É importante ressaltar que mais de 90% dos pacientes entrevistados queriam desempenhar um papel ativo na decisão sobre seus cuidados futuros, desafiando a crença comum de que os pacientes de Hong Kong preferem deixar essas decisões para seus familiares ou médicos. Os médicos demonstram empatia, mas os valores de vida dos pacientes são frequentemente ignorados
O estudo constatou que, embora os médicos explicassem as questões médicas com clareza e demonstrassem empatia, muitas questões mais profundas, baseadas em valores, não foram abordadas.
Tomadores de decisão substitutos raramente abordados: Menos de 5% das conversas discutiram a escolha de alguém para falar em nome do paciente, apesar da forte tradição cultural de Hong Kong de envolvimento da família nas decisões sobre o fim da vida.
Valores de vida negligenciados: Embora 70% das discussões tenham explorado os medos e preocupações dos pacientes em relação aos tratamentos, apenas 30% abordaram prioridades não médicas, como passar tempo com a família. Quase nenhum dos diálogos discutiu quais funções críticas, como a capacidade de falar ou reconhecer entes queridos, eram mais importantes para a qualidade de vida.
Planos de cuidados não alinhados aos valores do paciente: Em menos de um terço dos casos, as recomendações de tratamento foram explicitamente vinculadas aos valores declarados pelos pacientes.
"O ACP-CAT preenche a lacuna entre a lei e a prática. Ele pode ajudar os profissionais de saúde treinados nessa estrutura a irem além de formulários e listas de verificação para terem conversas significativas e centradas no paciente que melhoram os cuidados no fim da vida", diz Yuen.

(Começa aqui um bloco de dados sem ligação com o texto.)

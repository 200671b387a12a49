use std::{net::SocketAddr, sync::Arc};

use axum::Router;
use tokio::net::TcpListener;
use tokio_util::sync::CancellationToken;

use crate::{
    handler::{
        playback::playback_router,
        stream::{StreamHandler, stream_router},
    },
    playback::service::PlaybackService,
};

pub const API_BASE_PATH: &str = "/api/v1/playback";

pub(crate) fn app(service: Arc<PlaybackService>, stream: Arc<StreamHandler>) -> Router {
    Router::new().nest(
        API_BASE_PATH,
        playback_router(service).nest("/stream", stream_router(stream)),
    )
}

pub(crate) fn start_api_server(
    listen: SocketAddr,
    app: Router,
    cancel: CancellationToken,
) -> tokio::task::JoinHandle<()> {
    tokio::spawn(async move {
        let listener = match TcpListener::bind(listen).await {
            Ok(listener) => listener,
            Err(e) => {
                log::error!("bind {} failed: {}", listen, e);
                cancel.cancel();
                return;
            }
        };
        log::info!("API server listening on {}", listen);
        if let Err(e) = axum::serve(listener, app)
            .with_graceful_shutdown(shutdown_signal(cancel))
            .await
        {
            log::error!("API server error: {}", e);
        }
    })
}

async fn shutdown_signal(cancel: CancellationToken) {
    cancel.cancelled().await;
    log::info!("shutting down API server...");
}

"Trabalhar neste estudo mudou a forma como abordo as conversas sobre o fim da vida", avalia Steven Chu Tsun-wai, primeiro autor do estudo. "Lembrei-me de que uma boa comunicação não se resume apenas a explicar as opções de tratamento com clareza, mas também a compreender verdadeiramente o que é mais importante para os pacientes e em quem eles confiam para falar em seu nome caso percam a capacidade de tomar decisões."
Olhando para o futuro, a equipe planeja integrar o ACP-CAT ao treinamento clínico e explorar tecnologias de IA para tornar o treinamento em Planejamento Antecipado de Cuidados amplamente acessível.
"A IA pode ajudar a proporcionar uma prática realista em larga escala em discussões de Planejamento Antecipado de Cuidados empáticas e baseadas em valores, especialmente em Hong Kong, onde temos poucos especialistas em cuidados paliativos e instrutores qualificados", completa Yuen.